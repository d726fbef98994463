//! Analysis client
//!
//! Builds the fixed triage prompt from message text and invokes a
//! [`GenerativeModel`], returning the model's raw reply. Every call passes
//! through the shared [`RateLimiter`] and is bounded by the configured
//! timeout. Parsing the reply is left to [`crate::normalize`].

use std::future::Future;
use std::time::{Duration, Instant};

use secrecy::{ExposeSecret, SecretString};
use tokio::time::timeout;
use tracing::debug;

use crate::config::AnalysisConfig;
use crate::errors::AnalysisError;
use crate::limiter::RateLimiter;
use crate::mime::truncate_chars;

/// Prompt sent for every message; `{body}` is replaced with the message text
pub const PROMPT_TEMPLATE: &str = "You are an email triage assistant. Analyze the email below.
Return ONLY a JSON object with exactly these four fields and nothing else.
Do not wrap the JSON in markdown code fences and do not write the word json.

{
  \"summary\": \"one or two sentence summary\",
  \"category\": \"one of Work, Personal, Finance, Newsletter, Ad, Security, Social, Other\",
  \"priority\": \"one of High, Medium, Low\",
  \"todos\": [\"action item\", \"action item\"]
}

Email Body:
{body}";

/// A stateless text-generation backend
///
/// One call, one prompt, one free-form text reply. Implemented over HTTP by
/// [`crate::gemini::GeminiClient`].
pub trait GenerativeModel: Send + Sync {
    fn generate(
        &self,
        api_key: &SecretString,
        prompt: &str,
    ) -> impl Future<Output = Result<String, AnalysisError>> + Send;
}

/// Substitute the capped body text into [`PROMPT_TEMPLATE`]
pub fn build_prompt(body: &str, body_max_chars: usize) -> String {
    PROMPT_TEMPLATE.replace("{body}", &truncate_chars(body, body_max_chars))
}

/// Throttled, timeout-bounded access to a model
pub struct Analyzer<M> {
    model: M,
    limiter: RateLimiter,
    body_max_chars: usize,
    call_timeout: Duration,
}

impl<M: GenerativeModel> Analyzer<M> {
    pub fn new(model: M, config: &AnalysisConfig) -> Self {
        Self {
            model,
            limiter: RateLimiter::new(config.max_concurrency, config.min_interval()),
            body_max_chars: config.body_max_chars,
            call_timeout: config.timeout(),
        }
    }

    #[cfg(test)]
    pub(crate) fn model(&self) -> &M {
        &self.model
    }

    /// Ask the model to triage `body`; returns the reply text unmodified
    ///
    /// # Errors
    ///
    /// - `MissingApiKey` if the key is blank
    /// - `Timeout` if the call exceeds the configured bound
    /// - any error the model backend reports
    pub async fn analyze(&self, api_key: &SecretString, body: &str) -> Result<String, AnalysisError> {
        if api_key.expose_secret().trim().is_empty() {
            return Err(AnalysisError::MissingApiKey);
        }
        let prompt = build_prompt(body, self.body_max_chars);

        let _permit = self
            .limiter
            .acquire()
            .await
            .map_err(|e| AnalysisError::Unavailable(format!("limiter closed: {e}")))?;

        let started = Instant::now();
        let reply = timeout(self.call_timeout, self.model.generate(api_key, &prompt))
            .await
            .map_err(|_| {
                AnalysisError::Timeout(format!(
                    "no reply within {} ms",
                    self.call_timeout.as_millis()
                ))
            })??;
        debug!(
            elapsed_ms = started.elapsed().as_millis() as u64,
            reply_chars = reply.chars().count(),
            "model replied"
        );
        Ok(reply)
    }
}
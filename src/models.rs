//! Records exchanged with the collaborator layer
//!
//! Plain data: message records, analysis state and results, search filters,
//! and the JSON envelope used by the command-line front end.

use std::fmt;

use chrono::{SecondsFormat, Utc};
use serde::Serialize;

/// Metadata included in every CLI response
#[derive(Debug, Clone, Serialize)]
pub struct Meta {
    /// Current UTC timestamp in RFC 3339 format with milliseconds
    pub now_utc: String,
    /// Command execution duration in milliseconds
    pub duration_ms: u64,
}

impl Meta {
    /// Create metadata populated with current time and elapsed duration
    pub fn now(duration_ms: u64) -> Self {
        Self {
            now_utc: Utc::now().to_rfc3339_opts(SecondsFormat::Millis, true),
            duration_ms,
        }
    }
}

/// Standard response envelope
///
/// Wraps command-specific data with a human-readable summary and execution
/// metadata.
#[derive(Debug, Clone, Serialize)]
pub struct Envelope<T> {
    pub summary: String,
    pub data: T,
    pub meta: Meta,
}

/// Which messages a search should return
#[derive(Debug, Clone, PartialEq, Eq)]
pub enum SearchFilter {
    /// Unconditional search
    All,
    /// Server-side subject containment; matching rules are the server's
    SubjectContains(String),
}

impl SearchFilter {
    /// Build a filter from optional user text; blank text means `All`
    pub fn from_query(query: Option<&str>) -> Self {
        match query.map(str::trim) {
            Some(q) if !q.is_empty() => Self::SubjectContains(q.to_owned()),
            _ => Self::All,
        }
    }
}

/// Message urgency as judged by the model
///
/// Declaration order is the sort order: `High` first, `Unknown` last.
#[derive(Debug, Clone, Copy, PartialEq, Eq, PartialOrd, Ord, Hash, Serialize)]
pub enum Priority {
    High,
    Medium,
    Low,
    /// Marks a result that could not be produced
    #[serde(rename = "unknown")]
    Unknown,
}

impl Priority {
    /// Case-insensitive parse; anything unrecognized is `Unknown`
    pub fn parse(value: &str) -> Self {
        match value.trim().to_ascii_lowercase().as_str() {
            "high" => Self::High,
            "medium" => Self::Medium,
            "low" => Self::Low,
            _ => Self::Unknown,
        }
    }
}

impl fmt::Display for Priority {
    fn fmt(&self, f: &mut fmt::Formatter<'_>) -> fmt::Result {
        f.write_str(match self {
            Self::High => "High",
            Self::Medium => "Medium",
            Self::Low => "Low",
            Self::Unknown => "unknown",
        })
    }
}

/// Structured reading of one message
#[derive(Debug, Clone, PartialEq, Eq, Serialize)]
pub struct AnalysisResult {
    pub summary: String,
    /// Free-text label such as `Work` or `Newsletter`
    pub category: String,
    pub priority: Priority,
    /// Action items in the order the model listed them
    pub todos: Vec<String>,
}

/// Where a record is in its analysis lifecycle
///
/// Moves forward only: `Unanalyzed -> Analyzing -> Analyzed | AnalysisFailed`.
/// A fresh fetch produces new records, all `Unanalyzed`.
#[derive(Debug, Clone, PartialEq, Eq, Serialize)]
#[serde(tag = "status", content = "result", rename_all = "snake_case")]
pub enum AnalysisState {
    Unanalyzed,
    Analyzing,
    Analyzed(AnalysisResult),
    /// Carries the fallback result so the record still renders
    AnalysisFailed(AnalysisResult),
}

impl AnalysisState {
    /// `true` once the model has been consulted for this record
    pub fn is_terminal(&self) -> bool {
        matches!(self, Self::Analyzed(_) | Self::AnalysisFailed(_))
    }

    /// The attached result, whether real or fallback
    pub fn result(&self) -> Option<&AnalysisResult> {
        match self {
            Self::Analyzed(r) | Self::AnalysisFailed(r) => Some(r),
            Self::Unanalyzed | Self::Analyzing => None,
        }
    }
}

/// One decoded message
#[derive(Debug, Clone, PartialEq, Eq, Serialize)]
pub struct EmailRecord {
    /// Server-assigned message UID
    pub id: u32,
    /// Decoded Subject header
    pub subject: String,
    /// Decoded From header
    pub sender: String,
    /// Date header exactly as sent
    pub timestamp: String,
    /// Plain-text body, decoded
    pub body: String,
    /// Body cut to the preview budget
    pub preview: String,
    pub analysis: AnalysisState,
}
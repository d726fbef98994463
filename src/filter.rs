//! Client-side projection over fetched records
//!
//! Narrows an already-fetched list by keyword, priority or category. Never
//! touches the network or the model, and never mutates the records.

use regex::{Regex, RegexBuilder};

use crate::models::{EmailRecord, Priority};

/// Criteria for narrowing a fetched list; `None` fields match everything
#[derive(Debug, Clone, Default, PartialEq, Eq)]
pub struct RecordFilter {
    /// Case-insensitive text searched in subject, sender and body
    pub keyword: Option<String>,
    /// Only records whose analysis has this priority
    pub priority: Option<Priority>,
    /// Only records whose analysis has this category (case-insensitive)
    pub category: Option<String>,
}

enum KeywordMatcher {
    Pattern(Regex),
    Lowercase(String),
}

impl KeywordMatcher {
    fn new(keyword: &str) -> Self {
        RegexBuilder::new(&regex::escape(keyword))
            .case_insensitive(true)
            .build()
            .map(Self::Pattern)
            .unwrap_or_else(|_| Self::Lowercase(keyword.to_lowercase()))
    }

    fn is_match(&self, text: &str) -> bool {
        match self {
            Self::Pattern(re) => re.is_match(text),
            Self::Lowercase(kw) => text.to_lowercase().contains(kw.as_str()),
        }
    }
}

impl RecordFilter {
    /// Records that satisfy every set criterion, in input order
    pub fn apply<'r>(&self, records: impl IntoIterator<Item = &'r EmailRecord>) -> Vec<EmailRecord> {
        let keyword = self
            .keyword
            .as_deref()
            .map(str::trim)
            .filter(|k| !k.is_empty())
            .map(KeywordMatcher::new);

        records
            .into_iter()
            .filter(|record| self.matches_with(record, keyword.as_ref()))
            .cloned()
            .collect()
    }

    fn matches_with(&self, record: &EmailRecord, keyword: Option<&KeywordMatcher>) -> bool {
        if let Some(matcher) = keyword
            && !(matcher.is_match(&record.subject)
                || matcher.is_match(&record.sender)
                || matcher.is_match(&record.body))
        {
            return false;
        }

        let result = record.analysis.result();
        if let Some(priority) = self.priority
            && result.is_none_or(|r| r.priority != priority)
        {
            return false;
        }
        if let Some(category) = self.category.as_deref().map(str::trim)
            && result.is_none_or(|r| !r.category.trim().eq_ignore_ascii_case(category))
        {
            return false;
        }
        true
    }
}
________________
Would you please give the number of lines in the data above that contain the string "response"? Reply with that number only.

# [Answer section]
2